▶ [Items from a data source]:
=== Section Start ===

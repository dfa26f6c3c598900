use std::path::{Path, PathBuf};

use anyhow::{bail, Context};
use dome_gallery::{
    ui::widget::{DomeGalleryWidget, TileClick},
    DomeGallery, DomeGalleryBuilder, GalleryConfig, ImageDescriptor, InteractionProfile,
};
use fxhash::FxHashMap;

const IMAGE_EXTENSIONS: [&str; 5] = ["jpg", "jpeg", "png", "gif", "webp"];
const THUMBNAIL_SIZE: u32 = 512;

/// Command line: `dome-gallery-app [--config FILE] [DIR | IMAGE...]`
struct Args {
    config: Option<PathBuf>,
    inputs: Vec<PathBuf>,
}

impl Args {
    fn parse() -> anyhow::Result<Self> {
        let mut config = None;
        let mut inputs = Vec::new();
        let mut args = std::env::args().skip(1);

        while let Some(arg) = args.next() {
            match arg.as_str() {
                "--config" | "-c" => {
                    let path = args.next().context("--config needs a file")?;
                    config = Some(PathBuf::from(path));
                }
                "--help" | "-h" => {
                    println!("usage: dome-gallery-app [--config FILE] [DIR | IMAGE...]");
                    std::process::exit(0);
                }
                flag if flag.starts_with('-') => bail!("unknown option {}", flag),
                _ => inputs.push(PathBuf::from(&arg)),
            }
        }

        Ok(Self { config, inputs })
    }
}

fn is_image(path: &Path) -> bool {
    path.extension()
        .and_then(|ext| ext.to_str())
        .map(|ext| IMAGE_EXTENSIONS.contains(&ext.to_ascii_lowercase().as_str()))
        .unwrap_or(false)
}

/// Expands directories into their image files, sorted by name
fn collect_images(inputs: &[PathBuf]) -> anyhow::Result<Vec<ImageDescriptor>> {
    let mut paths = Vec::new();
    for input in inputs {
        if input.is_dir() {
            let mut entries: Vec<PathBuf> = std::fs::read_dir(input)
                .with_context(|| format!("reading {}", input.display()))?
                .filter_map(|entry| entry.ok().map(|e| e.path()))
                .filter(|path| is_image(path))
                .collect();
            entries.sort();
            paths.extend(entries);
        } else {
            paths.push(input.clone());
        }
    }

    Ok(paths
        .into_iter()
        .map(|path| {
            let alt = path
                .file_stem()
                .map(|stem| stem.to_string_lossy().replace(['-', '_'], " "))
                .unwrap_or_default();
            ImageDescriptor::new(path.to_string_lossy(), alt)
        })
        .collect())
}

fn main() -> anyhow::Result<()> {
    env_logger::init();

    let args = Args::parse()?;
    let config = match &args.config {
        Some(path) => GalleryConfig::from_path(path)
            .with_context(|| format!("loading config {}", path.display()))?,
        None => GalleryConfig::default(),
    };
    let images = collect_images(&args.inputs)?;
    log::info!("Loaded {} images", images.len());

    let gallery = DomeGalleryBuilder::new()
        .with_images(images)
        .with_config(config)
        .build()?;

    let options = eframe::NativeOptions {
        viewport: egui::ViewportBuilder::default()
            .with_inner_size([1200.0, 800.0])
            .with_title("Dome Gallery"),
        ..Default::default()
    };

    eframe::run_native(
        "dome-gallery-app",
        options,
        Box::new(|cc| Box::new(DomeGalleryApp::new(cc, gallery))),
    )
    .map_err(|e| anyhow::anyhow!("{}", e))?;

    Ok(())
}

/// The main application struct
struct DomeGalleryApp {
    gallery: DomeGallery,
    textures: FxHashMap<String, egui::TextureId>,
    // Textures are freed when their handle drops
    handles: Vec<egui::TextureHandle>,
    viewing: Option<TileClick>,
    reduced_motion: bool,
    segments: u32,
    show_info_panel: bool,
}

impl DomeGalleryApp {
    fn new(cc: &eframe::CreationContext<'_>, gallery: DomeGallery) -> Self {
        let mut textures = FxHashMap::default();
        let mut handles = Vec::new();

        for image in gallery.images() {
            match load_thumbnail(&image.src) {
                Ok(color_image) => {
                    let handle = cc.egui_ctx.load_texture(
                        image.src.clone(),
                        color_image,
                        egui::TextureOptions::LINEAR,
                    );
                    textures.insert(image.src.clone(), handle.id());
                    handles.push(handle);
                }
                Err(e) => log::warn!("Skipping texture for {}: {:#}", image.src, e),
            }
        }

        let segments = gallery.config().layout.segments;
        let reduced_motion = !gallery.config().inertia.enabled;

        Self {
            gallery,
            textures,
            handles,
            viewing: None,
            reduced_motion,
            segments,
            show_info_panel: true,
        }
    }

    fn apply_settings(&mut self) {
        let profile = if self.reduced_motion {
            InteractionProfile::ReducedMotion
        } else {
            InteractionProfile::Standard
        };
        let mut config = profile.resolve();
        config.layout.segments = self.segments;
        config.style = self.gallery.config().style.clone();

        if let Err(e) = self.gallery.set_config(config) {
            log::warn!("Rejected settings: {}", e);
        }
    }

    fn info_panel(&mut self, ui: &mut egui::Ui) {
        ui.heading("Sphere");
        ui.separator();

        let rotation = self.gallery.rotation();
        ui.label(format!("Yaw: {:.1}°", rotation.yaw));
        ui.label(format!("Pitch: {:.1}°", rotation.pitch));
        ui.label(format!("State: {:?}", self.gallery.state()));
        ui.label(format!("Radius: {:.0}px", self.gallery.radius()));
        ui.label(format!("Tiles: {}", self.gallery.tiles().len()));
        ui.label(format!("Textures: {}", self.handles.len()));

        ui.separator();
        ui.heading("Settings");

        let mut changed = ui
            .checkbox(&mut self.reduced_motion, "Reduced motion")
            .changed();
        changed |= ui
            .add(egui::Slider::new(&mut self.segments, 8..=50).text("Segments"))
            .changed();
        if changed {
            self.apply_settings();
        }

        if ui.button("Reset rotation").clicked() {
            self.gallery.set_rotation(Default::default());
        }
    }

    fn viewer(&mut self, ctx: &egui::Context) {
        let Some(click) = &self.viewing else {
            return;
        };

        let mut open = true;
        egui::Window::new(if click.alt.is_empty() { &click.src } else { &click.alt })
            .open(&mut open)
            .collapsible(false)
            .resizable(true)
            .default_size([640.0, 480.0])
            .show(ctx, |ui| match self.textures.get(&click.src) {
                Some(texture) => {
                    let size = ui.available_size();
                    ui.image((*texture, size));
                }
                None => {
                    ui.label(&click.src);
                }
            });

        if !open || ctx.input(|i| i.key_pressed(egui::Key::Escape)) {
            self.viewing = None;
        }
    }
}

impl eframe::App for DomeGalleryApp {
    fn update(&mut self, ctx: &egui::Context, _frame: &mut eframe::Frame) {
        egui::TopBottomPanel::top("top_panel").show(ctx, |ui| {
            egui::menu::bar(ui, |ui| {
                ui.menu_button("View", |ui| {
                    ui.checkbox(&mut self.show_info_panel, "Info Panel");
                });
                ui.with_layout(egui::Layout::right_to_left(egui::Align::Center), |ui| {
                    ui.label(format!("{} images", self.gallery.images().len()));
                });
            });
        });

        if self.show_info_panel {
            egui::SidePanel::left("info_panel")
                .resizable(true)
                .show(ctx, |ui| self.info_panel(ui));
        }

        egui::CentralPanel::default()
            .frame(egui::Frame::none())
            .show(ctx, |ui| {
                let response = DomeGalleryWidget::new(&mut self.gallery)
                    .textures(&self.textures)
                    .show(ui);
                if let Some(click) = response.clicked {
                    log::info!("Opening {}", click.src);
                    self.viewing = Some(click);
                }
            });

        for event in self.gallery.process_events() {
            log::trace!("{:?}", event);
        }

        self.viewer(ctx);
    }
}

fn load_thumbnail(path: &str) -> anyhow::Result<egui::ColorImage> {
    let image = image::open(path)
        .with_context(|| format!("decoding {}", path))?
        .thumbnail(THUMBNAIL_SIZE, THUMBNAIL_SIZE)
        .to_rgba8();
    let size = [image.width() as usize, image.height() as usize];
    Ok(egui::ColorImage::from_rgba_unmultiplied(
        size,
        image.as_raw(),
    ))
}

=== Section End ===

▶ [YOUR TASK]:
Take every line above carrying "eframe" and return it.

▶ [OUTPUT OF THE EXERCISE]:
    let options = eframe::NativeOptions {
    eframe::run_native(
    fn new(cc: &eframe::CreationContext<'_>, gallery: DomeGallery) -> Self {
impl eframe::App for DomeGalleryApp {
    fn update(&mut self, ctx: &egui::Context, _frame: &mut eframe::Frame) {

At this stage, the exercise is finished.